Иероним оставил канат и подошел ко мне.

— Мы вроде как бы друзья с ним были, — зашептал он, глядя на меня блестящими глазами. — Куда он, туда и я. Меня нет, он тоскует. И любил он меня больше всех, а всё за то, что я от его акафистов плакал. Вспоминать трогательно! Теперь я всё равно как сирота или вдовица. Знаете, у нас в монастыре народ всё хороший, добрый, благочестивый, но… ни в ком нет мягкости и деликатности, всё равно как люди простого звания. Говорят все громко, когда ходят, ногами стучат, шумят, кашляют, а Николай говорил завсегда тихо, ласково, а ежели заметит, что кто спит или молится, то пройдет мимо, как мушка или комарик. Лицо у него было нежное, жалостное…

Иероним глубоко вздохнул и взялся за канат. Мы уже приближались к берегу. Прямо из потемок и речной тишины мы постепенно вплывали в заколдованное царство, полное удушливого дыма, трещащего света и гама. Около смоляных бочек, уж ясно было видно, двигались люди. Мельканье огня придавало их красным лицам и фигурам странное, почти фантастическое выражение. Изредка среди голов и лиц мелькали лошадиные морды, неподвижные, точно вылитые из красной меди.

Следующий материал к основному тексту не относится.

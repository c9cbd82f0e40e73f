//! Bulk operations: `filter_notes` composed with one uniform mutation.
//!
//! The preview and the mutation select targets with the same filter call, so
//! the count shown before confirming is the count that gets changed.

use chrono::{DateTime, Utc};
use serde::Serialize;
use strum::Display;

use crate::db::{NoteWhere, WorkspaceCache, WorkspaceStore};
use crate::error::{PlanError, PlanResult};
use crate::models::{normalize_tag, Note, NoteUpdate};
use crate::plan::action::truncate;
use super::filter::{filter_notes, NoteFilter};

const PREVIEW_SAMPLES: usize = 3;
const PREVIEW_CHARS: usize = 60;

#[derive(Debug, Clone, PartialEq, Display)]
#[strum(serialize_all = "snake_case")]
pub enum BulkOperation {
    MarkComplete,
    MarkIncomplete,
    Delete,
    AddTag(String),
    RemoveTag(String),
    MoveToSection(i64),
}

impl BulkOperation {
    pub fn add_tag(tag: Option<&str>) -> PlanResult<Self> {
        Ok(BulkOperation::AddTag(required_tag(tag, "add_tag")?))
    }

    pub fn remove_tag(tag: Option<&str>) -> PlanResult<Self> {
        Ok(BulkOperation::RemoveTag(required_tag(tag, "remove_tag")?))
    }
}

fn required_tag(tag: Option<&str>, op: &str) -> PlanResult<String> {
    tag.and_then(normalize_tag)
        .ok_or_else(|| PlanError::Validation(format!("{} requires a tag", op)))
}

/// What a bulk operation does to one note
#[derive(Debug, Clone, PartialEq)]
pub enum NoteChange {
    Update(NoteUpdate),
    Delete,
}

/// Outcome of a bulk call. `total` is the number of matched notes.
#[derive(Debug, Clone, Default, PartialEq, Serialize)]
pub struct BulkOutcome {
    pub total: usize,
    pub succeeded: usize,
    pub failed: usize,
    pub errors: Vec<String>,
}

/// What a user sees before confirming a bulk action
#[derive(Debug, Clone, PartialEq, Serialize)]
pub struct BulkPreview {
    pub count: usize,
    pub samples: Vec<String>,
}

pub fn preview(notes: &[Note], filter: &NoteFilter) -> BulkPreview {
    let matched = filter_notes(notes, filter);
    BulkPreview {
        count: matched.len(),
        samples: matched
            .iter()
            .take(PREVIEW_SAMPLES)
            .map(|n| truncate(&n.content, PREVIEW_CHARS))
            .collect(),
    }
}

/// Pure: the change `op` makes to `note`. Set semantics for tags, so adding a
/// present tag or removing an absent one yields an empty update.
pub fn plan_change(
    op: &BulkOperation,
    note: &Note,
    actor: &str,
    now: DateTime<Utc>,
) -> NoteChange {
    let update = match op {
        BulkOperation::Delete => return NoteChange::Delete,
        BulkOperation::MarkComplete => NoteUpdate {
            completed: Some(true),
            completed_by: Some(Some(actor.to_string())),
            completed_at: Some(Some(now)),
            ..Default::default()
        },
        BulkOperation::MarkIncomplete => NoteUpdate {
            completed: Some(false),
            completed_by: Some(None),
            completed_at: Some(None),
            ..Default::default()
        },
        BulkOperation::AddTag(tag) => {
            if note.tags.contains(tag) {
                NoteUpdate::default()
            } else {
                let mut tags = note.tags.clone();
                tags.insert(tag.clone());
                NoteUpdate { tags: Some(tags), ..Default::default() }
            }
        }
        BulkOperation::RemoveTag(tag) => {
            if note.tags.contains(tag) {
                let mut tags = note.tags.clone();
                tags.remove(tag);
                NoteUpdate { tags: Some(tags), ..Default::default() }
            } else {
                NoteUpdate::default()
            }
        }
        BulkOperation::MoveToSection(section_id) => {
            if note.section_id == *section_id {
                NoteUpdate::default()
            } else {
                NoteUpdate { section_id: Some(*section_id), ..Default::default() }
            }
        }
    };
    NoteChange::Update(update)
}

/// Apply `op` to every note in `notes` matching `filter`.
///
/// Each note is persisted on its own; a failure is counted and the rest carry
/// on. The cache only sees changes that were persisted.
pub async fn execute_bulk_operation(
    store: &dyn WorkspaceStore,
    cache: &WorkspaceCache,
    notes: &[Note],
    filter: &NoteFilter,
    op: &BulkOperation,
    actor: &str,
) -> BulkOutcome {
    let targets = filter_notes(notes, filter);
    let now = Utc::now();
    let mut outcome = BulkOutcome {
        total: targets.len(),
        ..Default::default()
    };

    for note in targets {
        let change = plan_change(op, note, actor, now);
        let result = match &change {
            NoteChange::Update(update) if update.is_empty() => Ok(()),
            NoteChange::Update(update) => store.update_note(note.id, update).await,
            NoteChange::Delete => store
                .delete_notes(&NoteWhere::for_ids(vec![note.id]))
                .await
                .and_then(|count| {
                    if count == 0 {
                        Err(PlanError::Persistence(format!("note {} does not exist", note.id)))
                    } else {
                        Ok(())
                    }
                }),
        };

        match result {
            Ok(()) => {
                outcome.succeeded += 1;
                let id = note.id;
                match change {
                    NoteChange::Update(update) if !update.is_empty() => {
                        cache.update_notes(|cached| {
                            if let Some(n) = cached.iter_mut().find(|n| n.id == id) {
                                update.apply(n);
                            }
                        });
                    }
                    NoteChange::Update(_) => {}
                    NoteChange::Delete => cache.update_notes(|cached| cached.retain(|n| n.id != id)),
                }
            }
            Err(e) => {
                log::warn!("[BULK] {} failed for note {}: {}", op, note.id, e);
                outcome.failed += 1;
                outcome.errors.push(format!("note {}: {}", note.id, e));
            }
        }
    }

    log::info!(
        "[BULK] {}: {} matched, {} succeeded, {} failed",
        op,
        outcome.total,
        outcome.succeeded,
        outcome.failed
    );
    outcome
}
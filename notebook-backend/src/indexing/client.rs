//! HTTP client for the note indexer service.

use async_trait::async_trait;
use note_indexer_types::{IndexerAck, IndexerRequest, RpcResponse};
use std::time::Duration;

use crate::error::{PlanError, PlanResult};
use super::NoteIndexer;

const REQUEST_TIMEOUT: Duration = Duration::from_secs(15);
const DEDUPE_HEADER: &str = "Idempotency-Key";

pub struct HttpIndexer {
    base_url: String,
    client: reqwest::Client,
}

impl HttpIndexer {
    pub fn new(base_url: &str) -> Self {
        let client = reqwest::Client::builder()
            .timeout(REQUEST_TIMEOUT)
            .build()
            .unwrap_or_else(|e| {
                log::warn!("[INDEXER] Falling back to default HTTP client: {}", e);
                reqwest::Client::new()
            });
        Self {
            base_url: base_url.trim_end_matches('/').to_string(),
            client,
        }
    }

    fn rpc_url(&self) -> String {
        format!("{}/rpc/index", self.base_url)
    }
}

#[async_trait]
impl NoteIndexer for HttpIndexer {
    async fn send(&self, request: &IndexerRequest, dedupe_key: Option<&str>) -> PlanResult<()> {
        let mut builder = self.client.post(self.rpc_url()).json(request);
        if let Some(key) = dedupe_key {
            builder = builder.header(DEDUPE_HEADER, key);
        }

        let resp: RpcResponse<IndexerAck> = builder
            .send()
            .await
            .map_err(|e| PlanError::Network(format!("Indexer service unavailable: {}", e)))?
            .json()
            .await
            .map_err(|e| PlanError::Network(format!("Invalid response from indexer service: {}", e)))?;

        if resp.success {
            if resp.data.is_some_and(|ack| ack.duplicate) {
                log::debug!("[INDEXER] {} already applied remotely", request.action_name());
            }
            Ok(())
        } else {
            Err(PlanError::Network(
                resp.error.unwrap_or_else(|| "Unknown error".to_string()),
            ))
        }
    }
}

— Сейчас запоют пасхальный канон… — сказал Иероним, — а Николая нет, некому вникать… Для него слаже и писания не было, как этот канон. В каждое слово, бывало, вникал! Вы вот будете там, господин, и вникните, что поется: дух захватывает!

— А вы разве не будете в церкви?

— Мне нельзя-с… Перевозить нужно…

— Но разве вас не сменят?

— Не знаю… Меня еще в девятом часу нужно было сменить, да вот, видите, не сменяют!.. А, признаться, хотелось бы в церковь…

— Вы монах?

— Да-с… то есть я послушник.

Паром врезался в берег и остановился. Я сунул Иерониму пятачок за провоз и прыгнул на сушу. Тотчас же телега с мальчиком и со спящей бабой со скрипом въехала на паром. Иероним, слабо окрашиваемый огнями, налег на канат, изогнулся и сдвинул с места паром…

Несколько шагов я сделал по грязи, но далее пришлось идти по мягкой, свежепротоптанной тропинке. Эта тропинка вела к темным, похожим на впадину, монастырским воротам сквозь облака дыма, сквозь беспорядочную толпу людей, распряженных лошадей, телег, бричек. Всё это скрипело, фыркало, смеялось, и по всему мелькали багровый свет и волнистые тени от дыма… Сущий хаос! И в этой толкотне находили еще место заряжать маленькую пушку и продавать пряники!